== SOURCE MATERIAL ==

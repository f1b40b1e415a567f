//! Benchmark tests for kino-tracker operations
//!
//! Run with: cargo bench -p kino-tracker

use criterion::{black_box, criterion_group, criterion_main, BenchmarkId, Criterion};
use std::sync::Arc;

use kino_tracker::ads::{AdSchedule, AvailEntry};
use kino_tracker::replay::ScriptedPlayer;
use kino_tracker::{CanonicalEvent, ContentTracker, Emitter, MemorySink, PlayerEventKind, TrackerConfig};

// ============================================================================
// Helpers
// ============================================================================

/// One 30s avail every five minutes
fn create_schedule(avails: usize) -> AdSchedule {
    AdSchedule::new(
        (0..avails)
            .map(|i| AvailEntry::new(format!("avail-{i}"), i as f64 * 300.0, 30.0))
            .collect(),
    )
}

// ============================================================================
// Schedule scanning
// ============================================================================

fn bench_schedule_scan(c: &mut Criterion) {
    let mut group = c.benchmark_group("schedule_scan");

    for avails in [4, 32, 256] {
        group.bench_with_input(BenchmarkId::from_parameter(avails), &avails, |b, &avails| {
            b.iter_batched(
                || create_schedule(avails),
                |mut schedule| {
                    let end = avails as f64 * 300.0;
                    let mut t = 0.0;
                    while t < end {
                        black_box(schedule.scan(t));
                        t += 0.25;
                    }
                },
                criterion::BatchSize::LargeInput,
            )
        });
    }

    group.finish();
}

// ============================================================================
// Emission
// ============================================================================

fn bench_emitter(c: &mut Criterion) {
    c.bench_function("emit_content_event", |b| {
        let sink = MemorySink::new();
        let mut emitter = Emitter::new(Arc::new(sink.clone()));
        b.iter(|| {
            let seq = emitter.emit(
                "kino-tracker",
                black_box(CanonicalEvent::Pause),
                kino_tracker::Attributes::Content(Default::default()),
            );
            if seq % 10_000 == 0 {
                sink.clear();
            }
            seq
        })
    });
}

fn bench_time_update(c: &mut Criterion) {
    c.bench_function("content_time_update", |b| {
        let player = Arc::new(ScriptedPlayer::new("https://cdn.example.com/movie.mp4"));
        player.set_duration(Some(3600.0));
        let sink = MemorySink::new();
        let mut tracker =
            ContentTracker::new(player.clone(), Arc::new(sink.clone()), TrackerConfig::default())
                .unwrap();
        let mut t = 0.0;

        b.iter(|| {
            t += 0.25;
            player.set_current_time(t);
            tracker.handle_event(black_box(PlayerEventKind::TimeUpdate));
            if sink.len() > 10_000 {
                sink.clear();
            }
        })
    });
}

criterion_group!(benches, bench_schedule_scan, bench_emitter, bench_time_update);
criterion_main!(benches);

== INSTRUCTIONS FOR THE TASK ==
The expected answer is a copy of each line in the listing above that contains "ContentTracker".

== SOLUTION TO THE EXERCISE ==
use kino_tracker::{CanonicalEvent, ContentTracker, Emitter, MemorySink, PlayerEventKind, TrackerConfig};
            ContentTracker::new(player.clone(), Arc::new(sink.clone()), TrackerConfig::default())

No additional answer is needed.